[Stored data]
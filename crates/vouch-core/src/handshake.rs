//! Mutual identity handshake run over a freshly connected peer channel.
//!
//! ```text
//! initiator                                   responder
//!   Challenge { id_i, n1, sig_i(T1) }  ──────►  verify with contact key
//!                                      ◄──────  Response { id_r, n2, sig_r(T2) }
//!   verify with contact key
//! ```
//!
//! `T1` covers the session binding (a hash of the offer and answer blobs),
//! both user ids in role order and `n1`. `T2` adds `n2` and `n1` again, so a
//! response is only valid for the challenge it answers. A proof therefore
//! cannot be replayed into another session or reflected back at its sender.
//!
//! The state machine is pure: it consumes frames and returns frames to
//! send. Any failure is terminal.

use std::sync::Arc;

use ring::digest;
use tracing::{debug, warn};

use vouch_crypto::{random_nonce, Contact, Identity, NONCE_LEN};
use vouch_protocol::codec::PROTOCOL_VERSION;
use vouch_protocol::{IdentityProof, PeerFrame, Role};

use crate::error::VerificationFailure;

const BINDING_LABEL: &[u8] = b"vouch/binding";
const CHALLENGE_LABEL: &[u8] = b"vouch/handshake/challenge";
const RESPONSE_LABEL: &[u8] = b"vouch/handshake/response";

/// Length-prefixed concatenation of labelled fields.
pub(crate) struct Transcript(Vec<u8>);

impl Transcript {
    pub(crate) fn new(label: &[u8]) -> Self {
        let mut t = Self(Vec::with_capacity(256));
        t.push(label);
        t.0.extend_from_slice(&PROTOCOL_VERSION.to_be_bytes());
        t
    }

    pub(crate) fn push(&mut self, field: &[u8]) -> &mut Self {
        self.0.extend_from_slice(&(field.len() as u32).to_be_bytes());
        self.0.extend_from_slice(field);
        self
    }

    pub(crate) fn into_bytes(self) -> Vec<u8> {
        self.0
    }
}

/// Hash of the offer and answer blobs that set up this session.
pub fn session_binding(offer: &str, answer: &str) -> [u8; 32] {
    let mut t = Transcript::new(BINDING_LABEL);
    t.push(offer.as_bytes()).push(answer.as_bytes());
    let hash = digest::digest(&digest::SHA256, &t.into_bytes());
    let mut binding = [0u8; 32];
    binding.copy_from_slice(hash.as_ref());
    binding
}

fn challenge_transcript(binding: &[u8; 32], initiator: &str, responder: &str, n1: &[u8]) -> Vec<u8> {
    let mut t = Transcript::new(CHALLENGE_LABEL);
    t.push(binding)
        .push(initiator.as_bytes())
        .push(responder.as_bytes())
        .push(n1);
    t.into_bytes()
}

fn response_transcript(
    binding: &[u8; 32],
    initiator: &str,
    responder: &str,
    n2: &[u8],
    n1: &[u8],
) -> Vec<u8> {
    let mut t = Transcript::new(RESPONSE_LABEL);
    t.push(binding)
        .push(initiator.as_bytes())
        .push(responder.as_bytes())
        .push(n2)
        .push(n1);
    t.into_bytes()
}

#[derive(Debug, Clone, Copy, PartialEq, Eq)]
pub enum HandshakeState {
    NotStarted,
    AwaitingChallenge,
    AwaitingResponse,
    Verified,
    Failed,
}

#[derive(Debug)]
pub struct HandshakeOutcome {
    pub reply: Option<PeerFrame>,
    pub verified: bool,
}

pub struct Handshake {
    role: Role,
    identity: Arc<Identity>,
    peer: Contact,
    binding: [u8; 32],
    state: HandshakeState,
    /// The initiator's own challenge nonce.
    challenge_nonce: Option<[u8; NONCE_LEN]>,
}

impl Handshake {
    pub fn new(role: Role, identity: Arc<Identity>, peer: Contact, binding: [u8; 32]) -> Self {
        Self {
            role,
            identity,
            peer,
            binding,
            state: HandshakeState::NotStarted,
            challenge_nonce: None,
        }
    }

    pub fn state(&self) -> HandshakeState {
        self.state
    }

    pub fn is_verified(&self) -> bool {
        self.state == HandshakeState::Verified
    }

    /// Begin the handshake once the channel is connected. The initiator
    /// gets its challenge frame back; the responder starts waiting.
    pub fn start(&mut self) -> Result<Option<PeerFrame>, VerificationFailure> {
        match self.state {
            HandshakeState::NotStarted => {}
            HandshakeState::Failed => return Err(VerificationFailure::Terminated),
            _ => return Ok(None),
        }

        match self.role {
            Role::Responder => {
                self.state = HandshakeState::AwaitingChallenge;
                Ok(None)
            }
            Role::Initiator => {
                let result = self.challenge();
                if result.is_err() {
                    self.state = HandshakeState::Failed;
                }
                result.map(Some)
            }
        }
    }

    fn challenge(&mut self) -> Result<PeerFrame, VerificationFailure> {
        let nonce = random_nonce().map_err(|_| VerificationFailure::LocalSigning)?;
        let transcript =
            challenge_transcript(&self.binding, self.identity.id(), &self.peer.id, &nonce);
        let signature = self
            .identity
            .sign(&transcript)
            .map_err(|_| VerificationFailure::LocalSigning)?;

        self.challenge_nonce = Some(nonce);
        self.state = HandshakeState::AwaitingResponse;
        debug!(peer = %self.peer.id, "challenge sent");
        Ok(PeerFrame::Challenge(IdentityProof {
            user_id: self.identity.id().to_string(),
            nonce: nonce.to_vec(),
            signature,
        }))
    }

    /// Feed one handshake frame from the peer.
    pub fn handle(&mut self, frame: &PeerFrame) -> Result<HandshakeOutcome, VerificationFailure> {
        if self.state == HandshakeState::Failed {
            return Err(VerificationFailure::Terminated);
        }
        // A challenge can overtake the local start on a responder.
        if self.role == Role::Responder && self.state == HandshakeState::NotStarted {
            self.state = HandshakeState::AwaitingChallenge;
        }

        let result = match (self.state, frame) {
            (HandshakeState::AwaitingChallenge, PeerFrame::Challenge(proof)) => {
                self.on_challenge(proof)
            }
            (HandshakeState::AwaitingResponse, PeerFrame::Response(proof)) => {
                self.on_response(proof)
            }
            (_, frame) => Err(VerificationFailure::UnexpectedFrame(frame.label())),
        };

        if let Err(e) = &result {
            warn!(peer = %self.peer.id, role = %self.role, "handshake failed: {}", e);
            self.state = HandshakeState::Failed;
        }
        result
    }

    fn check_claim(&self, proof: &IdentityProof, stage: &'static str) -> Result<(), VerificationFailure> {
        if proof.user_id != self.peer.id {
            return Err(VerificationFailure::UserIdMismatch {
                expected: self.peer.id.clone(),
                actual: proof.user_id.clone(),
            });
        }
        if proof.nonce.len() != NONCE_LEN {
            return Err(VerificationFailure::MalformedProof(stage));
        }
        Ok(())
    }

    fn on_challenge(&mut self, proof: &IdentityProof) -> Result<HandshakeOutcome, VerificationFailure> {
        self.check_claim(proof, "challenge")?;
        let transcript =
            challenge_transcript(&self.binding, &self.peer.id, self.identity.id(), &proof.nonce);
        if !self.peer.public_key.verify(&transcript, &proof.signature) {
            return Err(VerificationFailure::BadSignature("challenge"));
        }

        let nonce = random_nonce().map_err(|_| VerificationFailure::LocalSigning)?;
        let transcript = response_transcript(
            &self.binding,
            &self.peer.id,
            self.identity.id(),
            &nonce,
            &proof.nonce,
        );
        let signature = self
            .identity
            .sign(&transcript)
            .map_err(|_| VerificationFailure::LocalSigning)?;

        self.state = HandshakeState::Verified;
        debug!(peer = %self.peer.id, "challenge verified, response sent");
        Ok(HandshakeOutcome {
            reply: Some(PeerFrame::Response(IdentityProof {
                user_id: self.identity.id().to_string(),
                nonce: nonce.to_vec(),
                signature,
            })),
            verified: true,
        })
    }

    fn on_response(&mut self, proof: &IdentityProof) -> Result<HandshakeOutcome, VerificationFailure> {
        self.check_claim(proof, "response")?;
        let n1 = self
            .challenge_nonce
            .ok_or(VerificationFailure::UnexpectedFrame("response"))?;
        let transcript = response_transcript(
            &self.binding,
            self.identity.id(),
            &self.peer.id,
            &proof.nonce,
            &n1,
        );
        if !self.peer.public_key.verify(&transcript, &proof.signature) {
            return Err(VerificationFailure::BadSignature("response"));
        }

        self.state = HandshakeState::Verified;
        debug!(peer = %self.peer.id, "response verified");
        Ok(HandshakeOutcome {
            reply: None,
            verified: true,
        })
    }
}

▸ **What you need to do**
From the entries above, copy out every line where the string "struct" appears.

▸ **Answer to this task**
pub(crate) struct Transcript(Vec<u8>);
pub struct HandshakeOutcome {
pub struct Handshake {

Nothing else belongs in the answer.